A peine lui eut-on présenté le café qu’il fit signe au servant de le porter à un vieillard au turban blanc et à l’air distingué, qui était placé en face de lui.
— Tiens, Mohammed-Beg, dit-il en même temps, veux-tu accepter ce café en paiement de la redevance que je te dois?
Le Turc se contenta de faire un geste de mépris.
— Tu ne veux pas de ce café en paiement de ma tretina? Eh bien ! tiens, voici du tabac; allumes-en ton chibouk, et nous serons quittes.
Et il jeta aux pieds du beg un paquet de tabac de dix kreutzers.
Le Turc, sans s’émouvoir et sans qu’un muscle bronchât sur sa figure régulière et vénérable, attendit une seconde ; et, prenant légèrement le paquet de tabac, il le rejeta du côté du colon.
Puis il dit sans élever la voix :
— Tu es un mauvais homme! (Ti si zlocest covek!)
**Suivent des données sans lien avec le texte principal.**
// ============================================================================
// WINDOW HOST
// ============================================================================

use error_stack::{report, Result};
use log::{debug, info, warn};
use pixels::{Pixels, SurfaceTexture};
use rand::rngs::StdRng;
use rand::SeedableRng;
use std::sync::mpsc::{self, Sender};
use std::fmt::Display;
use std::time::{Duration, Instant};
use winit::dpi::LogicalSize;
use winit::event::{ElementState, Event, MouseButton, WindowEvent};
use winit::event_loop::{ControlFlow, EventLoop};
use winit::keyboard::{Key, NamedKey};
use winit::window::WindowBuilder;

use crate::announce::{Announcement, Announcer};
use crate::canvas::Canvas;
use crate::config::WheelConfig;
use crate::error::WheelError;
use crate::polar::Point;
use crate::render::Scene;
use crate::wheel::{SpinPlan, WheelEngine};

/// Window that shows a wheel and spins it on a left click or Space.
///
/// Each spin builds a fresh wheel with new colors. The winner goes to the
/// log and the window title shortly after the wheel comes to rest.
#[derive(Debug, Clone)]
pub struct FortuneWheel {
    config: WheelConfig,
    labels: Vec<String>,
}

impl FortuneWheel {
    pub fn new(config: WheelConfig, labels: Vec<String>) -> Result<Self, WheelError> {
        if labels.len() < 2 {
            return Err(report!(WheelError::TooFewSectors(labels.len())));
        }
        if labels.len() > config.max_labels {
            return Err(report!(WheelError::TooManyLabels {
                max: config.max_labels,
                actual: labels.len(),
            }));
        }
        Ok(Self { config, labels })
    }

    pub fn labels(&self) -> &[String] {
        &self.labels
    }

    pub fn config(&self) -> &WheelConfig {
        &self.config
    }

    /// Wheel center and radius for a frame of the given size.
    pub fn geometry(&self, width: usize, height: usize) -> (Point, f64) {
        let center = Point::new(width as f64 / 2.0, height as f64 / 2.0);
        let radius = (width.min(height) as f64 / 2.0 - self.config.wheel_margin as f64).max(1.0);
        (center, radius)
    }

    fn build_engine(
        &self,
        width: usize,
        height: usize,
        rng: &mut StdRng,
    ) -> Result<WheelEngine, WheelError> {
        let (center, radius) = self.geometry(width, height);
        WheelEngine::new(center, radius, self.labels.iter().cloned(), &self.config, rng)
    }

    /// Builds a new wheel, spins it and schedules the announcement of its
    /// winner for just after the wheel stops.
    fn start_round(
        &self,
        width: usize,
        height: usize,
        rng: &mut StdRng,
        winners: &Sender<String>,
    ) -> Result<(WheelEngine, Announcement), WheelError> {
        let mut engine = self.build_engine(width, height, rng)?;
        let plan = SpinPlan::random(rng, &self.config);
        let winner = engine.spin_with_plan(plan)?;

        let ticks = plan.ticks_to_stop(self.config.slowdown_step)?;
        let delay = self.config.tick_interval * ticks + self.config.announce_delay;
        debug!("announcing in {:?} ({} ticks)", delay, ticks);

        let winners = winners.clone();
        let pending = Announcer::new(delay).schedule(winner, move |winner| {
            let _ = winners.send(winner);
        });
        Ok((engine, pending))
    }

    pub fn show(&self) -> std::result::Result<(), Box<dyn std::error::Error>> {
        let event_loop = EventLoop::new()?;
        let window = WindowBuilder::new()
            .with_title(&self.config.title)
            .with_inner_size(LogicalSize::new(
                self.config.window_width as f64,
                self.config.window_height as f64,
            ))
            .with_resizable(false)
            .build(&event_loop)?;

        let window = std::sync::Arc::new(window);
        let window_clone = window.clone();

        let size = window.inner_size();
        let mut fb_width = size.width as usize;
        let mut fb_height = size.height as usize;
        let surface_texture = SurfaceTexture::new(size.width, size.height, &window);
        let mut pixels = Pixels::new(size.width, size.height, surface_texture)?;

        let mut rng = match self.config.seed {
            Some(seed) => StdRng::seed_from_u64(seed),
            None => StdRng::from_os_rng(),
        };
        let mut engine = self
            .build_engine(fb_width, fb_height, &mut rng)
            .map_err(|report| format!("{report:?}"))?;
        let mut pending: Option<Announcement> = None;
        let (winners_tx, winners_rx) = mpsc::channel::<String>();

        let mut clock = TickClock::new(self.config.tick_interval, Instant::now());

        info!(
            "showing a wheel with {} entries. Click or press Space to spin",
            self.labels.len()
        );

        event_loop.run(move |event, window_target| {
            let mut spin_requested = false;
            match event {
                Event::WindowEvent { event, .. } => match event {
                    WindowEvent::CloseRequested => {
                        window_target.exit();
                    }
                    WindowEvent::Resized(new_size) => {
                        let buffer = pixels.resize_buffer(new_size.width, new_size.height);
                        (fb_width, fb_height) = resized_frame(
                            (fb_width, fb_height),
                            (new_size.width, new_size.height),
                            buffer,
                        );
                        if let Err(err) = pixels.resize_surface(new_size.width, new_size.height) {
                            warn!("failed to resize surface: {err}");
                        }
                    }
                    WindowEvent::MouseInput {
                        state: ElementState::Pressed,
                        button: MouseButton::Left,
                        ..
                    } => spin_requested = true,
                    WindowEvent::KeyboardInput { event, .. } => {
                        spin_requested = event.state == ElementState::Pressed
                            && !event.repeat
                            && event.logical_key == Key::Named(NamedKey::Space);
                    }
                    WindowEvent::RedrawRequested => {
                        while let Ok(winner) = winners_rx.try_recv() {
                            info!("the wheel picked {winner:?}");
                            window_clone.set_title(&format!("{} - {}", self.config.title, winner));
                        }

                        let mut scene = Scene::new();
                        engine.draw(&mut scene);
                        let frame = pixels.frame_mut();
                        let mut canvas = Canvas::new(frame, fb_width, fb_height);
                        scene.replay(&mut canvas);
                        if let Err(err) = pixels.render() {
                            warn!("failed to present frame: {err}");
                            window_target.exit();
                        }
                    }
                    _ => {}
                },
                Event::AboutToWait => {
                    if clock.poll(Instant::now()) {
                        engine.advance();
                        window_clone.request_redraw();
                    }
                    window_target.set_control_flow(ControlFlow::WaitUntil(clock.deadline()));
                }
                _ => {}
            }

            if !spin_requested {
                return;
            }
            if !engine.state().accepts_spin() {
                debug!("ignoring spin request while {:?}", engine.state());
                return;
            }
            if let Some(previous) = pending.take() {
                previous.cancel();
            }
            match self.start_round(fb_width, fb_height, &mut rng, &winners_tx) {
                Ok((next, announcement)) => {
                    engine = next;
                    pending = Some(announcement);
                    window_clone.set_title(&self.config.title);
                }
                Err(report) => warn!("could not start a spin: {report:?}"),
            }
        })?;

        Ok(())
    }
}

/// Paces animation ticks to a fixed real-time interval.
#[derive(Debug, Clone, Copy)]
struct TickClock {
    interval: Duration,
    last: Instant,
}

impl TickClock {
    fn new(interval: Duration, now: Instant) -> Self {
        Self {
            interval,
            last: now,
        }
    }

    /// Whether a tick is due at `now`. A due tick starts the next interval.
    fn poll(&mut self, now: Instant) -> bool {
        if now.saturating_duration_since(self.last) >= self.interval {
            self.last = now;
            true
        } else {
            false
        }
    }

    /// When the next tick falls due.
    fn deadline(&self) -> Instant {
        self.last + self.interval
    }
}

/// Frame size to draw at after asking the pixel buffer for `requested`.
/// A failed buffer resize keeps the size the buffer still has.
fn resized_frame<E: Display>(
    current: (usize, usize),
    requested: (u32, u32),
    buffer: std::result::Result<(), E>,
) -> (usize, usize) {
    match buffer {
        Ok(()) => (requested.0 as usize, requested.1 as usize),
        Err(err) => {
            warn!(
                "failed to resize frame buffer to {}x{}: {err}",
                requested.0, requested.1
            );
            current
        }
    }
}

#[cfg(test)]
mod tests {
    use super::*;

    fn labels(n: usize) -> Vec<String> {
        (1..=n).map(|i| i.to_string()).collect()
    }

    #[test]
    fn test_label_bounds() {
        let config = WheelConfig::default();
        let err = FortuneWheel::new(config.clone(), labels(1)).unwrap_err();
        assert_eq!(err.current_context(), &WheelError::TooFewSectors(1));

        let err = FortuneWheel::new(config.clone(), labels(21)).unwrap_err();
        assert_eq!(
            err.current_context(),
            &WheelError::TooManyLabels { max: 20, actual: 21 }
        );

        assert!(FortuneWheel::new(config.clone(), labels(2)).is_ok());
        assert!(FortuneWheel::new(config, labels(20)).is_ok());
    }

    #[test]
    fn test_geometry_fits_frame() {
        let app = FortuneWheel::new(WheelConfig::default(), labels(4)).unwrap();
        let (center, radius) = app.geometry(640, 620);
        assert_eq!(center, Point::new(320.0, 310.0));
        assert_eq!(radius, 300.0);
    }

    #[test]
    fn test_round_announces_predicted_winner() {
        let config = WheelConfig::builder()
            .tick_interval(std::time::Duration::from_millis(0))
            .announce_delay(std::time::Duration::from_millis(5))
            .build();
        let app = FortuneWheel::new(config, labels(6)).unwrap();
        let mut rng = StdRng::seed_from_u64(42);
        let (tx, rx) = mpsc::channel();

        let (mut engine, pending) = app.start_round(400, 400, &mut rng, &tx).unwrap();
        pending.wait();
        let announced = rx.try_recv().unwrap();

        engine.run_until_stopped();
        assert_eq!(engine.result(), Some(announced.as_str()));
    }

    #[test]
    fn test_tick_clock_waits_for_interval() {
        let start = Instant::now();
        let interval = Duration::from_millis(55);
        let mut clock = TickClock::new(interval, start);

        assert_eq!(clock.deadline(), start + interval);
        assert!(!clock.poll(start + Duration::from_millis(10)));
        assert!(clock.poll(start + interval));
        assert_eq!(clock.deadline(), start + interval * 2);
        assert!(!clock.poll(start + Duration::from_millis(100)));
        assert!(clock.poll(start + Duration::from_millis(120)));
    }

    #[test]
    fn test_failed_resize_keeps_frame_size() {
        let kept = resized_frame((640, 620), (800, 600), Err("out of memory"));
        assert_eq!(kept, (640, 620));

        let resized = resized_frame((640, 620), (800, 600), Ok::<(), &str>(()));
        assert_eq!(resized, (800, 600));
    }
}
— Ah! tu ne veux pas de mon café ni de mon tabac en paiement, s’exclama l’autre, qui commençait à s’animer et qui criait déjà comme un homme du commun que la colère gagne. Eh bien! si tu ne veux pas de cela, tu n’auras rien du tout. Je te paierai avec... (ici le mot célèbre injustement prêté à Cambronne).
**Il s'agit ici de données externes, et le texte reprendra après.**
//! The spinning wheel: sector layout, spin state machine and outcome
//! simulation.
//!
//! A spin is fully determined by its [`SpinPlan`]. [`WheelEngine::spin`]
//! first replays the whole plan without drawing (see [`simulate_from`]) to
//! learn the winner, then animates the same plan tick by tick through
//! [`WheelEngine::advance`]. Both paths step the same motion model and wrap the
//! reference offset with the same arithmetic, so the wheel always lands where
//! the simulation said it would.

use error_stack::{report, Result};
use log::{debug, info, warn};
use rand::Rng;

use crate::config::WheelConfig;
use crate::error::WheelError;
use crate::polar::{polar, Point};
use crate::render::{Color, RenderTarget};
use crate::sector::{wrap_offset, Sector, TOP_ANGLE};

/// Phase of the spin animation.
#[derive(Debug, Clone, Copy, PartialEq, Eq)]
pub enum SpinState {
    NotStarted,
    InitialSpin,
    SlowingDown,
    Highlighting,
}

impl SpinState {
    /// Whether a new spin may start from this state.
    pub fn accepts_spin(self) -> bool {
        matches!(self, SpinState::NotStarted | SpinState::Highlighting)
    }

    pub fn is_spinning(self) -> bool {
        matches!(self, SpinState::InitialSpin | SpinState::SlowingDown)
    }
}

/// The random draw behind one spin and the tick parameters derived from it.
///
/// Plans always carry a finite, non-negative per-tick rotation, so a spin
/// driven by one is guaranteed to stop.
#[derive(Debug, Clone, Copy, PartialEq)]
pub struct SpinPlan {
    total_rotation: u32,
    initial_ticks: u32,
    rotate_angle: f64,
}

impl SpinPlan {
    pub fn from_total_rotation(total_rotation: u32, approx_initial_rotate: u32) -> Self {
        let initial_ticks = (total_rotation / approx_initial_rotate.max(1)).max(1);
        Self {
            total_rotation,
            initial_ticks,
            rotate_angle: total_rotation as f64 / initial_ticks as f64,
        }
    }

    pub fn random<R: Rng>(rng: &mut R, config: &WheelConfig) -> Self {
        let (low, high) = config.rotation_range;
        let total_rotation = if high > low {
            rng.random_range(low..high)
        } else {
            low
        };
        Self::from_total_rotation(total_rotation, config.approx_initial_rotate)
    }

    /// A plan turning `rotate_angle` degrees per tick for `initial_ticks`
    /// ticks before slowing down.
    pub fn with_rotation(initial_ticks: u32, rotate_angle: f64) -> Result<Self, WheelError> {
        if !rotate_angle.is_finite() || rotate_angle < 0.0 {
            return Err(report!(WheelError::InvalidRotateAngle(rotate_angle)));
        }
        let initial_ticks = initial_ticks.max(1);
        Ok(Self {
            total_rotation: (rotate_angle * initial_ticks as f64).round() as u32,
            initial_ticks,
            rotate_angle,
        })
    }

    /// Degrees turned during the initial spin.
    pub fn total_rotation(&self) -> u32 {
        self.total_rotation
    }

    pub fn initial_ticks(&self) -> u32 {
        self.initial_ticks
    }

    /// Per-tick rotation during the initial spin.
    pub fn rotate_angle(&self) -> f64 {
        self.rotate_angle
    }

    /// Number of `advance` calls from the start of the spin up to and
    /// including the tick the wheel stops on.
    pub fn ticks_to_stop(&self, slowdown_step: f64) -> Result<u32, WheelError> {
        check_slowdown_step(slowdown_step)?;
        let mut motion = Motion::new(self, slowdown_step);
        let mut ticks = 1;
        while motion.step().is_some() {
            ticks += 1;
        }
        Ok(ticks)
    }
}

/// Per-tick rotation physics shared by the visible engine and the simulation.
#[derive(Debug, Clone)]
struct Motion {
    rotate_angle: f64,
    initial_ticks: u32,
    tick_counter: u32,
    slowdown_step: f64,
    slowing: bool,
}

impl Motion {
    fn new(plan: &SpinPlan, slowdown_step: f64) -> Self {
        Self {
            rotate_angle: plan.rotate_angle,
            initial_ticks: plan.initial_ticks.max(1),
            tick_counter: 0,
            slowdown_step,
            slowing: false,
        }
    }

    /// Advances one tick and returns the rotation to apply, or `None` once
    /// the wheel has come to rest.
    fn step(&mut self) -> Option<f64> {
        if !self.slowing {
            self.tick_counter += 1;
            if self.tick_counter == self.initial_ticks {
                self.tick_counter = 0;
                self.slowing = true;
            }
            return Some(self.rotate_angle);
        }

        self.tick_counter += 1;
        self.rotate_angle -= self.slowdown_step;
        if self.rotate_angle <= 0.0 {
            None
        } else {
            Some(self.rotate_angle)
        }
    }
}

fn check_slowdown_step(slowdown_step: f64) -> Result<(), WheelError> {
    if !slowdown_step.is_finite() || slowdown_step <= 0.0 {
        return Err(report!(WheelError::InvalidSlowdownStep(slowdown_step)));
    }
    Ok(())
}

pub fn sector_width(sector_count: usize) -> f64 {
    360.0 / sector_count as f64
}

/// Index of the sector under the pointer at 12 o'clock, given the offset of
/// sector 0. Relies on every sector turning in lockstep.
pub fn winning_index(sector_count: usize, angular_width: f64, reference_offset: f64) -> usize {
    let last = sector_count.saturating_sub(1) as i64;
    let passed = (((reference_offset + 90.0) % 360.0) / angular_width).floor() as i64;
    (sector_count as i64 - passed - 1).clamp(0, last) as usize
}

/// Runs a whole spin without drawing and returns the winning index.
///
/// `start_offset` is the current offset of sector 0.
pub fn simulate_from(
    sector_count: usize,
    start_offset: f64,
    plan: &SpinPlan,
    slowdown_step: f64,
) -> Result<usize, WheelError> {
    if sector_count < 2 {
        return Err(report!(WheelError::TooFewSectors(sector_count)));
    }
    check_slowdown_step(slowdown_step)?;

    let mut offset = start_offset;
    let mut motion = Motion::new(plan, slowdown_step);
    while let Some(delta) = motion.step() {
        offset = wrap_offset(offset, delta);
    }
    Ok(winning_index(sector_count, sector_width(sector_count), offset))
}

/// Winner of a fresh wheel spun by `total_rotation` degrees with the default
/// tuning.
pub fn simulate_outcome(sector_count: usize, total_rotation: u32) -> Result<usize, WheelError> {
    let config = WheelConfig::default();
    let plan = SpinPlan::from_total_rotation(total_rotation, config.approx_initial_rotate);
    simulate_from(sector_count, TOP_ANGLE, &plan, config.slowdown_step)
}

#[derive(Debug, Clone)]
pub struct WheelEngine {
    config: WheelConfig,
    center: Point,
    radius: f64,
    sectors: Vec<Sector>,
    state: SpinState,
    motion: Option<Motion>,
    predicted: Option<usize>,
    final_sector_index: Option<usize>,
    result: Option<String>,
    highlight_rising: bool,
    pointer: [Point; 3],
}

impl WheelEngine {
    /// Builds a wheel with one sector per label, each with a random fill.
    pub fn new<R, I, S>(
        center: Point,
        radius: f64,
        labels: I,
        config: &WheelConfig,
        rng: &mut R,
    ) -> Result<Self, WheelError>
    where
        R: Rng,
        I: IntoIterator<Item = S>,
        S: Into<String>,
    {
        let labels: Vec<String> = labels.into_iter().map(Into::into).collect();
        if labels.len() < 2 {
            return Err(report!(WheelError::TooFewSectors(labels.len())));
        }
        check_slowdown_step(config.slowdown_step)?;

        let width = sector_width(labels.len());
        let sectors = labels
            .into_iter()
            .enumerate()
            .map(|(i, label)| {
                let fill = Color::new(rng.random(), rng.random(), rng.random());
                Sector::new(i, label, width, fill)
            })
            .collect::<Vec<_>>();

        let apex = Point::new(center.x, center.y - (radius + 3.0) + config.pointer_size);
        let pointer = [
            apex,
            polar(apex, config.pointer_size, 60.0),
            polar(apex, config.pointer_size, 120.0),
        ];

        debug!("built wheel with {} sectors", sectors.len());
        Ok(Self {
            config: config.clone(),
            center,
            radius,
            sectors,
            state: SpinState::NotStarted,
            motion: None,
            predicted: None,
            final_sector_index: None,
            result: None,
            highlight_rising: false,
            pointer,
        })
    }

    /// Builds a wheel labeled `min, min + interval, ...` up to `max`.
    pub fn from_range<R: Rng>(
        center: Point,
        radius: f64,
        min: i64,
        max: i64,
        interval: i64,
        config: &WheelConfig,
        rng: &mut R,
    ) -> Result<Self, WheelError> {
        let labels = range_labels(min, max, interval)?;
        Self::new(center, radius, labels, config, rng)
    }

    pub fn state(&self) -> SpinState {
        self.state
    }

    /// Label of the sector the wheel stopped on. Set once highlighting.
    pub fn result(&self) -> Option<&str> {
        self.result.as_deref()
    }

    pub fn final_sector_index(&self) -> Option<usize> {
        self.final_sector_index
    }

    /// Winner computed by the simulation at the start of the current spin.
    pub fn predicted_index(&self) -> Option<usize> {
        self.predicted
    }

    pub fn sectors(&self) -> &[Sector] {
        &self.sectors
    }

    pub fn sector_count(&self) -> usize {
        self.sectors.len()
    }

    pub fn center(&self) -> Point {
        self.center
    }

    pub fn radius(&self) -> f64 {
        self.radius
    }

    pub fn config(&self) -> &WheelConfig {
        &self.config
    }

    pub fn pointer(&self) -> &[Point; 3] {
        &self.pointer
    }

    fn reference_offset(&self) -> f64 {
        self.sectors[0].offset_angle()
    }

    /// Starts a spin with a random total rotation and returns the label the
    /// wheel is going to land on.
    pub fn spin<R: Rng>(&mut self, rng: &mut R) -> Result<String, WheelError> {
        self.ensure_idle()?;
        let plan = SpinPlan::random(rng, &self.config);
        self.spin_with_plan(plan)
    }

    pub fn spin_with_plan(&mut self, plan: SpinPlan) -> Result<String, WheelError> {
        self.ensure_idle()?;

        let predicted = simulate_from(
            self.sectors.len(),
            self.reference_offset(),
            &plan,
            self.config.slowdown_step,
        )?;

        if let Some(previous) = self.final_sector_index.take() {
            self.sectors[previous].restore_fill();
        }
        self.result = None;
        self.predicted = Some(predicted);
        self.motion = Some(Motion::new(&plan, self.config.slowdown_step));
        self.highlight_rising = false;
        self.state = SpinState::InitialSpin;

        info!(
            "spinning {} degrees over {} ticks, landing on sector {}",
            plan.total_rotation, plan.initial_ticks, predicted
        );
        Ok(self.sectors[predicted].label().to_string())
    }

    fn ensure_idle(&self) -> Result<(), WheelError> {
        if self.state.accepts_spin() {
            Ok(())
        } else {
            debug!("rejecting spin in state {:?}", self.state);
            Err(report!(WheelError::SpinInProgress(self.state)))
        }
    }

    /// One animation tick.
    pub fn advance(&mut self) {
        match self.state {
            SpinState::NotStarted => {}
            SpinState::InitialSpin | SpinState::SlowingDown => self.advance_motion(),
            SpinState::Highlighting => self.pulse_highlight(),
        }
    }

    /// Ticks until the wheel comes to rest and returns the ticks taken.
    pub fn run_until_stopped(&mut self) -> u32 {
        let mut ticks = 0;
        while self.state.is_spinning() {
            self.advance();
            ticks += 1;
        }
        ticks
    }

    fn advance_motion(&mut self) {
        let Some(motion) = self.motion.as_mut() else {
            return;
        };
        let delta = motion.step();
        let slowing = motion.slowing;

        match delta {
            Some(delta) => {
                self.rotate(delta);
                if slowing && self.state == SpinState::InitialSpin {
                    debug!("initial spin finished, slowing down");
                    self.state = SpinState::SlowingDown;
                }
            }
            None => self.stop(),
        }
    }

    fn rotate(&mut self, delta: f64) {
        for sector in &mut self.sectors {
            sector.rotate(delta);
        }
    }

    fn stop(&mut self) {
        let index = winning_index(
            self.sectors.len(),
            self.sectors[0].angular_width(),
            self.reference_offset(),
        );
        if self.predicted != Some(index) {
            warn!(
                "wheel landed on sector {} but the simulation predicted {:?}",
                index, self.predicted
            );
        }

        let label = self.sectors[index].label().to_string();
        self.sectors[index].set_fill(self.config.highlight_marker);
        self.final_sector_index = Some(index);
        self.result = Some(label.clone());
        self.highlight_rising = false;
        self.motion = None;
        self.state = SpinState::Highlighting;
        info!("wheel stopped on sector {index} ({label:?})");
    }

    fn pulse_highlight(&mut self) {
        let Some(index) = self.final_sector_index else {
            return;
        };
        let level = self.sectors[index].fill().r;
        // A saturated level turns around even when the bounds sit at the
        // ends of the u8 range.
        let at_top = level > self.config.highlight_high || level == u8::MAX;
        let at_bottom = level < self.config.highlight_low || level == u8::MIN;
        if at_top && self.highlight_rising {
            self.highlight_rising = false;
        } else if at_bottom && !self.highlight_rising {
            self.highlight_rising = true;
        }

        let step = self.config.highlight_step;
        let next = if self.highlight_rising {
            level.saturating_add(step)
        } else {
            level.saturating_sub(step)
        };
        self.sectors[index].set_fill(Color::new(next, next, 0x00));
    }

    /// Draws the current frame. Drawing never changes the engine.
    pub fn draw(&self, target: &mut dyn RenderTarget) {
        target.clear(self.config.background);
        for sector in &self.sectors {
            sector.draw_fill(target, self.center, self.radius);
            sector.draw_outline(target, self.center, self.radius, self.config.border_pen);
        }

        let layout = self.config.label_layout(self.sectors.len());
        for sector in &self.sectors {
            sector.draw_label(
                target,
                self.center,
                self.radius,
                layout,
                self.config.label_pen,
            );
        }

        target.fill_polygon(&self.pointer, self.config.pointer_color);
    }
}

/// Labels `min, min + interval, ...` not exceeding `max`.
pub fn range_labels(min: i64, max: i64, interval: i64) -> Result<Vec<String>, WheelError> {
    if interval <= 0 || max < min {
        return Err(report!(WheelError::InvalidInterval { min, max, interval }));
    }
    let count = (max - min) / interval + 1;
    Ok((0..count).map(|i| (min + interval * i).to_string()).collect())
}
— Coquin! répondit en se levant le Turc, qui, cette fois, perdit son sang-froid ; et il lança au chrétien une injure dont j’ai le texte, mais qu’il est impossible d’imprimer dans aucune langue. Le chrétien riposta par la contre-partie.
— Va-t’en ! fils de chien, continua le vieillard en brandissant son long chibouk et en faisant un pas en avant, ou je te casserai cent bâtons sur le dos.
Les voisins s’interposèrent.
— Cent coups de bâton ! repartit le colon goguenard. Allons donc! Tu sais bien, beg, que nous ne sommes plus au temps des Turcs. C’était bon autrefois; mais aujourd’hui, si tu me donnais cent coups de bâton, je te les rendrais, car sous Josef, un raïa est l’égal d’un beg.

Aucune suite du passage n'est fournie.